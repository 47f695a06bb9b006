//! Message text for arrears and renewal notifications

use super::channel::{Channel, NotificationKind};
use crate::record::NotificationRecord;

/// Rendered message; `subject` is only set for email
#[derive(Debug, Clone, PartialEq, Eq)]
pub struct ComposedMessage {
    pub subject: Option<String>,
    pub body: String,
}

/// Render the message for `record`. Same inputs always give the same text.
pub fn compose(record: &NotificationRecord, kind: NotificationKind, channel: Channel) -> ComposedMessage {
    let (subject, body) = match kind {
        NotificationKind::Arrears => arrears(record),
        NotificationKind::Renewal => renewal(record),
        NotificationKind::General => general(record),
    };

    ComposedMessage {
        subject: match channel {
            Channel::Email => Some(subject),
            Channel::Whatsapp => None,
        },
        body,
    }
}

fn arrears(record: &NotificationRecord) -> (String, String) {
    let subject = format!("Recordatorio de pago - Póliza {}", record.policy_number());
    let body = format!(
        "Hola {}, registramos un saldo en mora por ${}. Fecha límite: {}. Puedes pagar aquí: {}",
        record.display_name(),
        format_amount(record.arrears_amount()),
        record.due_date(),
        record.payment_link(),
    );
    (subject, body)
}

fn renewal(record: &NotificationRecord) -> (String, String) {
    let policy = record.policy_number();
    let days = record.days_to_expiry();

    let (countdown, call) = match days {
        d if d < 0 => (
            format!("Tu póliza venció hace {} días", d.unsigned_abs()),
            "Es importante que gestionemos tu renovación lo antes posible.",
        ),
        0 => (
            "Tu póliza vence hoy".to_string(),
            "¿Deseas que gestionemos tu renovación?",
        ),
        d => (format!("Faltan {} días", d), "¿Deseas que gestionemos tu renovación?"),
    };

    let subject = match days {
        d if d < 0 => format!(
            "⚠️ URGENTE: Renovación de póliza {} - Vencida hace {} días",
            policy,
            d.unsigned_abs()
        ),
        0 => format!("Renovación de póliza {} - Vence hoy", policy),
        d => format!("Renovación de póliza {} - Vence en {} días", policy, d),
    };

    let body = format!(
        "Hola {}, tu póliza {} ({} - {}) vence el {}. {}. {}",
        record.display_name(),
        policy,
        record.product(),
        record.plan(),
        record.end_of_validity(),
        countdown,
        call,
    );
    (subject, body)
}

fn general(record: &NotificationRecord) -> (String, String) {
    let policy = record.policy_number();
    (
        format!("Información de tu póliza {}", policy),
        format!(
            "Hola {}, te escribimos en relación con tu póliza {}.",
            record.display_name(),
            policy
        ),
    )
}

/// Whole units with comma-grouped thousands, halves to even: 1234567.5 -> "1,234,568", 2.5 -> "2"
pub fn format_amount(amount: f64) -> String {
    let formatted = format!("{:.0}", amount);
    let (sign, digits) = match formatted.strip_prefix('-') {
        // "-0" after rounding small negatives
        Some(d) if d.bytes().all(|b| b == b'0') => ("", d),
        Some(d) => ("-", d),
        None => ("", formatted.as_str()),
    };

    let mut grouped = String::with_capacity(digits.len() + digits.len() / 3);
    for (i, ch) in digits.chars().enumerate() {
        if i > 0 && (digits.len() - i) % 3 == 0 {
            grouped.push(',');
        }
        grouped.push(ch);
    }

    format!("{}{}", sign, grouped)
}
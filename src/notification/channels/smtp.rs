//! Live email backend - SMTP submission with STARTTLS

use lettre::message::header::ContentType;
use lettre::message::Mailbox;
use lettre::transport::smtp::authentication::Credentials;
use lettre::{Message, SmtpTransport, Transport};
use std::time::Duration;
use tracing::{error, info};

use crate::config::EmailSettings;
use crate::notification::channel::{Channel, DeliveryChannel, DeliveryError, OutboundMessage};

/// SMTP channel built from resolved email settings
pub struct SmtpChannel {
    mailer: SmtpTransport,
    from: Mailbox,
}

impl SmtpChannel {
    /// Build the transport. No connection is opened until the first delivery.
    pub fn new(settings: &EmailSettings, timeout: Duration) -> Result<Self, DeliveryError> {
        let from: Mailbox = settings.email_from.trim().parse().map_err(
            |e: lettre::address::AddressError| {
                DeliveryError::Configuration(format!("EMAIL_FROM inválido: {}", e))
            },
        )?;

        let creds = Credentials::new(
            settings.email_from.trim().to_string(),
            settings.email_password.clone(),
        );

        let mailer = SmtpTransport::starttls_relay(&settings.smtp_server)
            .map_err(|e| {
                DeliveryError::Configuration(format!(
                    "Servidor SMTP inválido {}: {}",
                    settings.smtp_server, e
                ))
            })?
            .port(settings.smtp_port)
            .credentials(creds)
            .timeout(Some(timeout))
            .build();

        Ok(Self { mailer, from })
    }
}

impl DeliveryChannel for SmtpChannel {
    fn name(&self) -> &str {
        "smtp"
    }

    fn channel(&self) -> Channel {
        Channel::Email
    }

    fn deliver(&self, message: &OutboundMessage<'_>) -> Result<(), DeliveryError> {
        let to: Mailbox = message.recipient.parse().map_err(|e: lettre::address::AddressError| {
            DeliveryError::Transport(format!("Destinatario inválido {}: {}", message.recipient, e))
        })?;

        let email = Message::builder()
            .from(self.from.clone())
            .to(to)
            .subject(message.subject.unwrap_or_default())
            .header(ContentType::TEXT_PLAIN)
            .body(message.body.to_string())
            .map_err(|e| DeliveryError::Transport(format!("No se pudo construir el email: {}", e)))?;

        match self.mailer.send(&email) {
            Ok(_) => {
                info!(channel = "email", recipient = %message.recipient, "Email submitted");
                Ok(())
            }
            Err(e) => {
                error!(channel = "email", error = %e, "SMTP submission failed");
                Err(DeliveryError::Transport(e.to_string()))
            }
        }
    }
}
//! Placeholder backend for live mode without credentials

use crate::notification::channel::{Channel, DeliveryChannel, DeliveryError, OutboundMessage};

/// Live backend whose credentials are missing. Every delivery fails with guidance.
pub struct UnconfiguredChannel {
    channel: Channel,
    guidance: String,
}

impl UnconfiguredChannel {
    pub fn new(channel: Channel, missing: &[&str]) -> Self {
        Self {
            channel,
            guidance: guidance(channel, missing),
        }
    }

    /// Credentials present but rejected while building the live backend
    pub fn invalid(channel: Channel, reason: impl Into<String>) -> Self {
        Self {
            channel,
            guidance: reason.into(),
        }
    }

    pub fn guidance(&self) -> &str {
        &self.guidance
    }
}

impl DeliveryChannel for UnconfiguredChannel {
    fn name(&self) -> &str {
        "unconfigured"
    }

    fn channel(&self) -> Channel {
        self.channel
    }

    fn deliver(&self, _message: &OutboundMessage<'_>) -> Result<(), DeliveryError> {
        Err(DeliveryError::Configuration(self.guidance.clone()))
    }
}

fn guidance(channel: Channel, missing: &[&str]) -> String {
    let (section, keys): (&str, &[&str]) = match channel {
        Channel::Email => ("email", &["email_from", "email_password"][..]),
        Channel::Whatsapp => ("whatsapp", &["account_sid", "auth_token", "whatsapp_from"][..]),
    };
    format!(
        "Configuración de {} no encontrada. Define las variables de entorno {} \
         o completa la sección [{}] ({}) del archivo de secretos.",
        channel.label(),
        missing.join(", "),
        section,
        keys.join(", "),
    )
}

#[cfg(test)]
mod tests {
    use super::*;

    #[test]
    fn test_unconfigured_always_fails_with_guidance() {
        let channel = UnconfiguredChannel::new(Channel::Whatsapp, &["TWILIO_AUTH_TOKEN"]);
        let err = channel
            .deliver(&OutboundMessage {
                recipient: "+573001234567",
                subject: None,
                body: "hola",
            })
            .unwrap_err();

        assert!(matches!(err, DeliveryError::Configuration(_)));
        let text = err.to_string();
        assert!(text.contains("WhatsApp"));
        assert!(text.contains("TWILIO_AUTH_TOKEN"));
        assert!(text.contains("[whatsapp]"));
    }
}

-.-.-

▶ [WORK TASK]: Needed here are the exact lines from the start of the material through the line that contains "subject: match channel", and no others.

▶ [TASK RESPONSE]:
repository 47f695a06bb9b006
//! Message text for arrears and renewal notifications

use super::channel::{Channel, NotificationKind};
use crate::record::NotificationRecord;

/// Rendered message; `subject` is only set for email
#[derive(Debug, Clone, PartialEq, Eq)]
pub struct ComposedMessage {
    pub subject: Option<String>,
    pub body: String,
}

/// Render the message for `record`. Same inputs always give the same text.
pub fn compose(record: &NotificationRecord, kind: NotificationKind, channel: Channel) -> ComposedMessage {
    let (subject, body) = match kind {
        NotificationKind::Arrears => arrears(record),
        NotificationKind::Renewal => renewal(record),
        NotificationKind::General => general(record),
    };

    ComposedMessage {
        subject: match channel {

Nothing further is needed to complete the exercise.